Esse período (de 1945 a 1964) é considerado por Carvalho (2002, 127) como a primeira experiência democrática do país, visto que, na Constituição de 1946, foram mantidas “as conquistas sociais do período anterior e [garantidos] os tradicionais direitos civis e políticos”. Porém, foi marcado por intensificação do populismo - referente ao uso demasiado, pelos mandatários políticos, da estratégia de buscar apoio popular das grandes massas urbanas pela troca de favores -, que provocou o inchaço do funcionalismo público devido ao grande número de indicações a cargos públicos como moeda de troca nas campanhas eleitorais.

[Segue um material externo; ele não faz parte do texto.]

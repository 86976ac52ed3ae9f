/// HYMOD parameters.
///
/// Six values fixed for the duration of a run:
///
/// - `n_reservoirs`: number of quick-flow reservoirs in series
/// - `c_max`: maximum soil moisture storage capacity [mm]
/// - `b_exp`: shape of the store-capacity distribution [-]
/// - `alpha`: fraction of excess rainfall routed as quick flow [-]
/// - `kq`: quick-flow reservoir rate [1/day]
/// - `ks`: slow-flow reservoir rate [1/day]
use super::constants::{
    DEFAULT_ALPHA, DEFAULT_B_EXP, DEFAULT_C_MAX, DEFAULT_KQ, DEFAULT_KS, DEFAULT_N_RESERVOIRS,
    MAX_N_RESERVOIRS, N_PARAMS, PARAM_BOUNDS, PARAM_NAMES,
};
use crate::error::{HymodError, HymodResult};
use crate::traits::ModelParams;

#[derive(Debug, Clone, Copy, PartialEq)]
pub struct Parameters {
    pub n_reservoirs: usize,
    pub c_max: f64,
    pub b_exp: f64,
    pub alpha: f64,
    pub kq: f64,
    pub ks: f64,
}

impl Parameters {
    /// Create new Parameters, rejecting any value outside its domain.
    #[allow(clippy::neg_cmp_op_on_partial_ord)]
    pub fn new(
        n_reservoirs: usize,
        c_max: f64,
        b_exp: f64,
        alpha: f64,
        kq: f64,
        ks: f64,
    ) -> HymodResult<Self> {
        if !(1..=MAX_N_RESERVOIRS).contains(&n_reservoirs) {
            return Err(invalid("n_reservoirs", n_reservoirs as f64, "[1, 100]"));
        }
        // Negated comparisons so NaN is rejected too.
        if !(c_max > 0.0 && c_max.is_finite()) {
            return Err(invalid("c_max", c_max, "(0, inf)"));
        }
        if !(b_exp > -1.0 && b_exp.is_finite()) {
            return Err(invalid("b_exp", b_exp, "(-1, inf)"));
        }
        if !(0.0..=1.0).contains(&alpha) {
            return Err(invalid("alpha", alpha, "[0, 1]"));
        }
        if !(kq > 0.0 && kq < 1.0) {
            return Err(invalid("kq", kq, "(0, 1)"));
        }
        if !(0.0..1.0).contains(&ks) {
            return Err(invalid("ks", ks, "[0, 1)"));
        }
        Ok(Self {
            n_reservoirs,
            c_max,
            b_exp,
            alpha,
            kq,
            ks,
        })
    }

    /// Largest storage the soil store can hold: `C_max / (B_exp + 1)`.
    pub fn soil_capacity(&self) -> f64 {
        self.c_max / (self.b_exp + 1.0)
    }
}

impl Default for Parameters {
    fn default() -> Self {
        Self {
            n_reservoirs: DEFAULT_N_RESERVOIRS,
            c_max: DEFAULT_C_MAX,
            b_exp: DEFAULT_B_EXP,
            alpha: DEFAULT_ALPHA,
            kq: DEFAULT_KQ,
            ks: DEFAULT_KS,
        }
    }
}

pub(crate) fn invalid(name: &'static str, value: f64, domain: &'static str) -> HymodError {
    HymodError::InvalidParameter {
        name,
        value,
        domain,
    }
}

impl ModelParams for Parameters {
    const N_PARAMS: usize = N_PARAMS;
    const PARAM_NAMES: &'static [&'static str] = PARAM_NAMES;
    const PARAM_BOUNDS: &'static [(f64, f64)] = PARAM_BOUNDS;

    /// `n_reservoirs` travels as the first element and must be integral.
    fn from_array(arr: &[f64]) -> HymodResult<Self> {
        if arr.len() != N_PARAMS {
            return Err(HymodError::ArrayLength {
                what: "parameter",
                expected: N_PARAMS,
                got: arr.len(),
            });
        }
        let n = arr[0];
        if !((1.0..=MAX_N_RESERVOIRS as f64).contains(&n) && n.fract() == 0.0) {
            return Err(invalid("n_reservoirs", n, "integer in [1, 100]"));
        }
        Self::new(n as usize, arr[1], arr[2], arr[3], arr[4], arr[5])
    }

    fn to_array(&self) -> Vec<f64> {
        vec![
            self.n_reservoirs as f64,
            self.c_max,
            self.b_exp,
            self.alpha,
            self.kq,
            self.ks,
        ]
    }
}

Apesar desses problemas, mantidos como herança desde a Velha República, o período caracteriza-se como razoavelmente democrático, isso porque, depois de muitos anos de supressão na ditadura anterior, pelo menos formalmente, os direitos civis, políticos e liberdade de imprensa foram restabelecidos (Fausto 2006; Carvalho 2002; Miguel 2014).
Após essa breve experiência democrática, no período de 1964 a 1985, retorna-se a mais uma ditadura, desta vez como Regime Militar, que, conforme Cremonese (2007, 79), foi um período de “perseguição, cassação dos direitos políticos, tortura e assassinatos das principais lideranças políticas, sociais e religiosas. Os Atos Institucionais (AIs) deram a tônica do governo”. Também foi um período com alguns ganhos sociais, pois foram instituídos o Instituto Nacional de Previdência Social (INPS) e o Fundo de Garantia do Tempo de Serviço (FGTS) em 1966. Em 1971, em pleno governo Médici, foi criado o Fundo de Assistência ao Trabalhador Rural (Funrural) e, ainda, instituído o Banco Nacional de Habitação (BNH) para facilitar o financiamento da casa própria para os trabalhadores de baixa renda. Em 1974, a criação do Ministério da Previdência laureou as políticas sociais no governo militar (Carvalho 2002).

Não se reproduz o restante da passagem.